Deze vrees werd eind vorig jaar al uitgesproken door Regeringscommissaris Omgevingswet Kars de Graaf, die gemeenten op het hart drukt dat de BOPA niet zaligmakend is.
Digitaal stelsel
In het oordeel over het eerste jaar van de Omgevingswet legt de evaluatiecommissie van hoogleraren de vinger op tal van zere plekken. De wet doet daardoor nog niet waarvoor hij is bedacht. In het oog springt de kritiek op het Digitaal Stelsel Omgevingswet (DSO): een dossier waar de commissie eigenlijk niet over gaat, maar wel haar zorgen over wil delen.
Veel gemeenten, constateert de commissie, kunnen niet uit de voeten met de Omgevingswet-ICT. Wat de commissie steekt – los van de softwareperikelen zelf – is dat het DSO ‘niet gebruiksvriendelijk is voor initiatiefnemers’. Zo is het geografische systeem van Regels op de Kaart voor inwoners slecht te raadplegen. Ook is het onmogelijk een totaalkaart van activiteiten per locatie te printen.
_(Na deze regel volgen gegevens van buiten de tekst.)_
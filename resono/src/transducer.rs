//! Placement of sources and captures.

use crate::{
    error::{Error, Result},
    math::{self, Vec3},
    pattern::{CapturePattern, SourcePattern},
};

/// Position and orientation of a source or a capture.
///
/// `axis` points where the transducer faces and its length is the physical
/// radius: the speaker cone of a source or the capsule of a capture.
#[derive(Copy, Clone, Debug, PartialEq)]
pub struct Transducer {
    pub position: Vec3,
    pub axis: Vec3,
}

impl Transducer {
    pub fn new(position: Vec3, axis: Vec3) -> Self {
        Self { position, axis }
    }

    pub fn radius(&self) -> f32 {
        self.axis.length()
    }

    /// Returns the unit facing direction, `None` for a zero axis.
    pub fn direction(&self) -> Option<Vec3> {
        self.axis.try_normalize()
    }

    /// Returns the cosine between the facing direction and `dir`.
    /// Transducers without a direction face everywhere.
    pub fn cosine(&self, dir: Vec3) -> f32 {
        self.direction().map_or(1.0, |axis| axis.dot(dir))
    }

    /// Checks that the placement is usable, `directional` transducers need a
    /// non-zero axis.
    pub fn validate(&self, directional: bool) -> Result<()> {
        if !math::is_finite(self.position) || !math::is_finite(self.axis) {
            return Err(Error::InvalidArgument(format!(
                "Non-finite transducer {:?}",
                self
            )));
        }
        if directional && self.direction().is_none() {
            return Err(Error::InvalidArgument(
                "Directional pattern needs a non-zero axis".into(),
            ));
        }
        Ok(())
    }
}

#[derive(Copy, Clone, Debug, PartialEq)]
pub struct Source {
    pub transducer: Transducer,
    pub pattern: SourcePattern,
}

impl Source {
    pub fn new(transducer: Transducer, pattern: SourcePattern) -> Result<Self> {
        transducer.validate(pattern.is_directional())?;
        Ok(Self {
            transducer,
            pattern,
        })
    }

    /// Returns the fraction of the emitted energy that leaves towards unit `dir`.
    pub fn weight(&self, dir: Vec3) -> f32 {
        self.pattern.energy(self.transducer.cosine(dir))
    }

    /// Returns the point where a ray towards unit `dir` leaves the source.
    pub fn emission_point(&self, dir: Vec3) -> Vec3 {
        self.transducer.position + dir * self.transducer.radius()
    }
}

#[derive(Copy, Clone, Debug, PartialEq)]
pub struct Capture {
    pub transducer: Transducer,
    pub pattern: CapturePattern,
}

impl Capture {
    /// Captures need a non-zero capsule radius whatever their pattern, a
    /// point capture can't pick up any energy.
    pub fn new(transducer: Transducer, pattern: CapturePattern) -> Result<Self> {
        transducer.validate(pattern.is_directional())?;
        if !(transducer.radius() > 0.0) {
            return Err(Error::InvalidArgument(format!(
                "Capture at {} needs a non-zero capsule radius",
                transducer.position
            )));
        }
        Ok(Self {
            transducer,
            pattern,
        })
    }

    pub fn position(&self) -> Vec3 {
        self.transducer.position
    }

    /// Returns the energy response to sound arriving from unit `dir`, which
    /// points from the capture towards where the sound comes from.
    pub fn response(&self, dir: Vec3) -> f32 {
        self.pattern.response(self.transducer.cosine(dir))
    }

    /// Returns the fraction of energy a path of length `distance` delivers to
    /// the capsule.
    pub fn spread(&self, distance: f32) -> f32 {
        let r2 = self.transducer.radius().powi(2);
        if r2 == 0.0 {
            return 0.0;
        }
        r2 / (r2 + distance * distance)
    }
}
Een voorbeeld hiervan is het euvel met de Vergunningcheck, waar deze site al over berichtte.
Tijdelijke maatregelen
Een bijkomend technisch probleem voor gemeenten is dat ze vanaf begin volgend jaar niet langer op de Tijdelijke Alternatieve Maatregelen (TAM) terug kunnen vallen voor het publiceren en wijzigen van omgevingsdocumenten op het DSO. Twee op de drie gemeenten gebruikt TAM, omdat ze meer vertrouwen hebben in hun ICT-systeem onder het oude recht, mede omdat de doorontwikkeling van de nieuwe plansoftware onder de Omgevingswet hapert.
Het aflopen van de TAM-deadline houdt veel gemeenten dan ook flink bezig. De overstap brengt reële en serieuze risico’s met zich mee, liet een aantal gemeenten eerder dit jaar al weten tijdens een VNG-webinar over de softwareproblemen bij parallelle planwijzigingen.
De VNG heeft echter een onderzoek laten uitvoeren, overigens nog niet gepubliceerd, waaruit zou blijken dat er geen blokkerende factoren zijn voor het beëindigen van TAM. Want gemeenten krijgen voldoende technische ondersteuning om over te stappen.
Volle aandacht
Ook minister Keijzer stelt in haar laatste voortgangsbrief dat het TAM-vangnet niet langer nodig is. Ook stelt ze dat het DSO het laatste kwartaal ‘over het algemeen’ stabiel was. Het vergroten van de gebruiksvriendelijkheid van het systeem heeft haar volle aandacht, schrijft ze in haar reactie op het rapport van de evaluatiecommissie.
Het jaarrapport van de evaluatiecommissie is het eerste in een reeks van vier. De grote evaluatie van de Omgevingswet vindt in 2028 plaats.